Stored items:
//! Error types for coordinates, board serialization, analysis, and moves.

use crate::chess_move::Move;
use crate::color::Color;

/// Errors from parsing square strings and move literals.
#[derive(Debug, Clone, PartialEq, Eq, thiserror::Error)]
pub enum PositionError {
    /// A square string is not exactly two characters.
    #[error("square string must be two characters, got {found:?}")]
    BadLength {
        /// The offending input.
        found: String,
    },
    /// The file letter is outside `A..H`.
    #[error("invalid file letter '{character}'")]
    BadFile {
        /// The offending character.
        character: char,
    },
    /// The rank digit is outside `1..8`.
    #[error("invalid rank digit '{character}'")]
    BadRank {
        /// The offending character.
        character: char,
    },
    /// A move literal is missing the `:` separator.
    #[error("move literal must be \"<from>:<to>\", got {found:?}")]
    BadMoveLiteral {
        /// The offending input.
        found: String,
    },
}

/// Errors from the position analysis pass.
///
/// These signal an impossible board, not a bad input: a position reached
/// through legal play can never trigger them. A session that sees one must
/// end with an error.
#[derive(Debug, Clone, PartialEq, Eq, thiserror::Error)]
pub enum AnalysisError {
    /// Two knights simultaneously give check to the same king.
    #[error("two knights give check to the {color} king")]
    DoubleKnightCheck {
        /// The side whose king is attacked.
        color: Color,
    },
    /// Both kings are in check at once.
    #[error("both kings are in check")]
    BothKingsInCheck,
    /// A third piece gives check to an already double-checked king.
    #[error("triple check on the {color} king")]
    TripleCheck {
        /// The side whose king is attacked.
        color: Color,
    },
    /// A side has no king on the board.
    #[error("no {color} king on the board")]
    MissingKing {
        /// The kingless side.
        color: Color,
    },
}

/// Errors from applying a move to a board.
#[derive(Debug, Clone, PartialEq, Eq, thiserror::Error)]
pub enum MoveError {
    /// Source and destination are the same square.
    #[error("move source and destination are identical")]
    NullMove,
    /// The move is not in the current legal-move set.
    #[error("move {mv} is not legal in this position")]
    NotLegal {
        /// The rejected move.
        mv: Move,
    },
    /// The position reached after the move failed analysis.
    #[error(transparent)]
    Analysis(#[from] AnalysisError),
}

/// Errors from parsing a serialized board.
#[derive(Debug, Clone, PartialEq, Eq, thiserror::Error)]
pub enum FenError {
    /// An unrecognized character appeared in the ranks section.
    #[error("unknown character '{character}' in board string")]
    UnknownChar {
        /// The offending character.
        character: char,
    },
    /// A rank segment describes more than 8 squares.
    #[error("rank {rank} describes more than 8 squares")]
    RankTooLong {
        /// Zero-based rank index.
        rank: usize,
    },
    /// A `/` appeared before the current rank reached 8 squares, or after
    /// the eighth rank.
    #[error("misplaced rank separator after rank {rank}")]
    UnexpectedRankSeparator {
        /// Zero-based rank index.
        rank: usize,
    },
    /// Two consecutive run-length digits; empty runs must be written as a
    /// single digit so that serialization round-trips.
    #[error("split empty-square run in rank {rank}")]
    ConsecutiveDigits {
        /// Zero-based rank index.
        rank: usize,
    },
    /// The ranks section ended before describing all 64 squares.
    #[error("board string ends inside rank {rank}")]
    IncompleteRanks {
        /// Zero-based rank index.
        rank: usize,
    },
    /// No side-to-move field after the ranks.
    #[error("missing side to move")]
    MissingSide,
    /// The side-to-move field is not `w` or `b`.
    #[error("invalid side to move '{found}'")]
    InvalidSide {
        /// The offending character.
        found: char,
    },
    /// No move counter after the side field.
    #[error("missing move counter")]
    MissingCounter,
    /// The move counter is not a canonical non-negative integer.
    #[error("invalid move counter {found:?}")]
    InvalidCounter {
        /// The offending text.
        found: String,
    },
    /// A side has more than one king.
    #[error("more than one {color} king")]
    DuplicateKing {
        /// The side with duplicate kings.
        color: Color,
    },
    /// A side has no king.
    #[error("missing {color} king")]
    MissingKing {
        /// The kingless side.
        color: Color,
    },
    /// The parsed position failed analysis.
    #[error(transparent)]
    Analysis(#[from] AnalysisError),
}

▸ **Your objective**
Go through the records line by line, and copy each line that holds the string "board".

▸ **Completed exercise**
//! Error types for coordinates, board serialization, analysis, and moves.
/// These signal an impossible board, not a bad input: a position reached
    /// A side has no king on the board.
    #[error("no {color} king on the board")]
/// Errors from applying a move to a board.
/// Errors from parsing a serialized board.
    #[error("unknown character '{character}' in board string")]
    #[error("board string ends inside rank {rank}")]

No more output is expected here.